For the second method of retrieving our raw data we set-up a connection with Fivetran. The Fivetran set-up is pretty simple. We must provide Fivetran with the account and database where it needs to get the data from. Moreover, Fivetran will access the data as if it was a normal Snowflake user. Therefore, we must initially create a role, user and password for Fivetran. Fivetran will use these to read and load data from one account to another. For the source database, it will need reading privileges, while for the destination account (the one that we must set up in this case) it will need to also have CREATE SCHEMA privileges. Of course, Fivetran needs access to a warehouse as well. The queries to move the data around cannot run without a warehouse.
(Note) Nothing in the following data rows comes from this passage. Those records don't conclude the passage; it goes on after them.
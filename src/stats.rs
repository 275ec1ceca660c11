use std::collections::{BTreeMap, HashMap};

use crate::filter::split_timestamp;
use crate::types::{ChartDataset, LogRecord};

/// Bars beyond this would be unreadable at dashboard widths; keep the
/// most frequent objects only.
const MAX_OBJECT_BARS: usize = 8;

/// Aggregate view over both log collections, built once per load and
/// turned into the datasets the three charts draw.
#[derive(Debug, Clone, PartialEq)]
pub struct DetectionSummary {
    /// Detections per calendar date, ascending by date.
    pub per_day: Vec<(String, u32)>,
    /// Most frequently detected objects, descending by count.
    pub objects: Vec<(String, u32)>,
    /// Known/unknown crossed with alert/safe, in fixed label order.
    pub outcomes: Vec<(String, u32)>,
}

impl DetectionSummary {
    pub fn build(known: &[LogRecord], unknown: &[LogRecord]) -> Self {
        let mut per_day: BTreeMap<String, u32> = BTreeMap::new();
        let mut object_counts: HashMap<String, u32> = HashMap::new();
        let mut known_alert = 0u32;
        let mut known_safe = 0u32;
        let mut unknown_alert = 0u32;
        let mut unknown_safe = 0u32;

        for (records, is_known) in [(known, true), (unknown, false)] {
            for record in records {
                let (date, _) = split_timestamp(&record.timestamp);
                *per_day.entry(date.to_string()).or_default() += 1;
                for object in &record.objects_detected {
                    *object_counts.entry(object.clone()).or_default() += 1;
                }
                match (is_known, record.alert) {
                    (true, true) => known_alert += 1,
                    (true, false) => known_safe += 1,
                    (false, true) => unknown_alert += 1,
                    (false, false) => unknown_safe += 1,
                }
            }
        }

        let mut objects: Vec<(String, u32)> = object_counts.into_iter().collect();
        // Tie-break by name so the ordering is stable across loads.
        objects.sort_by(|a, b| b.1.cmp(&a.1).then_with(|| a.0.cmp(&b.0)));
        objects.truncate(MAX_OBJECT_BARS);

        DetectionSummary {
            per_day: per_day.into_iter().collect(),
            objects,
            outcomes: vec![
                ("Known / Safe".to_string(), known_safe),
                ("Known / Alert".to_string(), known_alert),
                ("Unknown / Safe".to_string(), unknown_safe),
                ("Unknown / Alert".to_string(), unknown_alert),
            ],
        }
    }

    pub fn per_day_dataset(&self) -> ChartDataset {
        pairs_to_dataset(&self.per_day)
    }

    pub fn objects_dataset(&self) -> ChartDataset {
        pairs_to_dataset(&self.objects)
    }

    pub fn outcomes_dataset(&self) -> ChartDataset {
        pairs_to_dataset(&self.outcomes)
    }
}

fn pairs_to_dataset(pairs: &[(String, u32)]) -> ChartDataset {
    ChartDataset {
        labels: pairs.iter().map(|(label, _)| label.clone()).collect(),
        data: pairs.iter().map(|(_, count)| f64::from(*count)).collect(),
    }
}

#[cfg(test)]
mod tests {
    use super::*;

    fn record(timestamp: &str, objects: &[&str], alert: bool) -> LogRecord {
        LogRecord {
            timestamp: timestamp.to_string(),
            face_name: None,
            objects_detected: objects.iter().map(|s| s.to_string()).collect(),
            alert,
            capture_path: None,
        }
    }

    #[test]
    fn per_day_counts_merge_both_collections() {
        let known = vec![
            record("2024-01-01 10:00:00", &[], false),
            record("2024-01-02 09:00:00", &[], false),
        ];
        let unknown = vec![record("2024-01-01 23:00:00", &[], true)];
        let summary = DetectionSummary::build(&known, &unknown);
        assert_eq!(
            summary.per_day,
            vec![
                ("2024-01-01".to_string(), 2),
                ("2024-01-02".to_string(), 1)
            ]
        );
    }

    #[test]
    fn objects_rank_by_frequency_then_name() {
        let known = vec![
            record("2024-01-01 10:00:00", &["person", "bag"], false),
            record("2024-01-01 11:00:00", &["person"], false),
        ];
        let unknown = vec![record("2024-01-01 12:00:00", &["cat", "bag"], false)];
        let summary = DetectionSummary::build(&known, &unknown);
        assert_eq!(
            summary.objects,
            vec![
                ("person".to_string(), 2),
                ("bag".to_string(), 2),
                ("cat".to_string(), 1)
            ]
        );
    }

    #[test]
    fn objects_are_capped() {
        let objects: Vec<String> = (0..12).map(|i| format!("object-{i:02}")).collect();
        let refs: Vec<&str> = objects.iter().map(String::as_str).collect();
        let known = vec![record("2024-01-01 10:00:00", &refs, false)];
        let summary = DetectionSummary::build(&known, &[]);
        assert_eq!(summary.objects.len(), MAX_OBJECT_BARS);
    }

    #[test]
    fn outcome_split_counts_all_four_buckets() {
        let known = vec![
            record("2024-01-01 10:00:00", &[], false),
            record("2024-01-01 11:00:00", &[], true),
            record("2024-01-01 12:00:00", &[], false),
        ];
        let unknown = vec![record("2024-01-01 13:00:00", &[], true)];
        let summary = DetectionSummary::build(&known, &unknown);
        assert_eq!(
            summary.outcomes,
            vec![
                ("Known / Safe".to_string(), 2),
                ("Known / Alert".to_string(), 1),
                ("Unknown / Safe".to_string(), 0),
                ("Unknown / Alert".to_string(), 1),
            ]
        );
    }

    #[test]
    fn datasets_keep_label_and_value_alignment() {
        let known = vec![record("2024-01-02 10:00:00", &["person"], true)];
        let summary = DetectionSummary::build(&known, &[]);
        let per_day = summary.per_day_dataset();
        assert_eq!(per_day.labels, vec!["2024-01-02"]);
        assert_eq!(per_day.data, vec![1.0]);
        let outcomes = summary.outcomes_dataset();
        assert_eq!(outcomes.labels.len(), outcomes.data.len());
        assert_eq!(outcomes.data, vec![0.0, 1.0, 0.0, 0.0]);
    }
}
pub mod filter_bar;
pub mod log_table;

pub use filter_bar::FilterBar;
pub use log_table::LogTable;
Fivetran source set-up for modern data stack
Source set-up
Fivetran destination set-up for modern data stack
Destination set-up
raw data

Once the connection is made, we are able to view and select the schemas and tables to be transferred and the data will start to synchronise. As a result, we will be able to see two new schemas with five tables in total in our RAW database. Fivetran automatically generates two of these tables which contain information and logs about the data transference. The other three are the nation, region and customer tables that the data provider has transferred to us.

23 3 UNITED KINGDOM Some comment
3 1 CANADA Comment here
9 2 INDONESIA This is now
Nation table
1 What now AMERICA
2 Some information ASIA
4 Some line filler MIDDLE EAST
Region table
8’345.65 17 Tiger Str. 34 Good customer MACHINERY 01234 Cust#34
2’455.30 9 Elephant Way. 6745 Spends to much AUTOMOBILE 23456 Cust#6745
5’324.10 17 Fish Str. 4565 Pay attention FURNITURE 34567 Cust#4565
Customer table

dbt Cloud

Nimbus Intelligence works with dbt Cloud, but what is dbt? One of our team members has written a blog about dbt and machine learning, where he also answers this question.

“dbt, or Data Build Tool, is an open-source command-line tool. Specifically, dbt allows users to build, test, and deploy data pipelines with ease. Many of the tasks associated with managing data pipelines can be automated using dbt.”

Sebastian Wiesner

dbt Cloud is the user interface of dbt that can be opened in any browser and does not require any command-line set-up. We highly recommend it for building a modern data stack because it has version control, easy documentation and insight into the lineage of the data stack.

dbt set-up

Initially, we have already mentioned that we split our work in three different databases, DEV (for development), ACC (for acceptance) and PRD (for production). The idea is to completely isolate the Production database from any harm during development of new features.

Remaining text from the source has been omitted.